### Directions for this task
The records that follow must be transcribed exactly, each one in full.

### Source material
//! Derived recipe views for the home feed
//!
//! Both views are recomputed from the collection on demand. Sorting is
//! stable, so recipes that tie keep their collection order.

use crate::types::Recipe;

/// Most-liked recipes first, at most `limit` of them
pub fn trending(recipes: &[Recipe], limit: usize) -> Vec<&Recipe> {
    let mut sorted: Vec<&Recipe> = recipes.iter().collect();
    sorted.sort_by(|a, b| b.likes.cmp(&a.likes));
    sorted.truncate(limit);
    sorted
}

/// Newest recipes first
pub fn latest(recipes: &[Recipe]) -> Vec<&Recipe> {
    let mut sorted: Vec<&Recipe> = recipes.iter().collect();
    sorted.sort_by(|a, b| b.created_at.cmp(&a.created_at));
    sorted
}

### The completed task
//! Derived recipe views for the home feed
//!
//! Both views are recomputed from the collection on demand. Sorting is
//! stable, so recipes that tie keep their collection order.

use crate::types::Recipe;

/// Most-liked recipes first, at most `limit` of them
pub fn trending(recipes: &[Recipe], limit: usize) -> Vec<&Recipe> {
    let mut sorted: Vec<&Recipe> = recipes.iter().collect();
    sorted.sort_by(|a, b| b.likes.cmp(&a.likes));
    sorted.truncate(limit);
    sorted
}

/// Newest recipes first
pub fn latest(recipes: &[Recipe]) -> Vec<&Recipe> {
    let mut sorted: Vec<&Recipe> = recipes.iter().collect();
    sorted.sort_by(|a, b| b.created_at.cmp(&a.created_at));
    sorted
}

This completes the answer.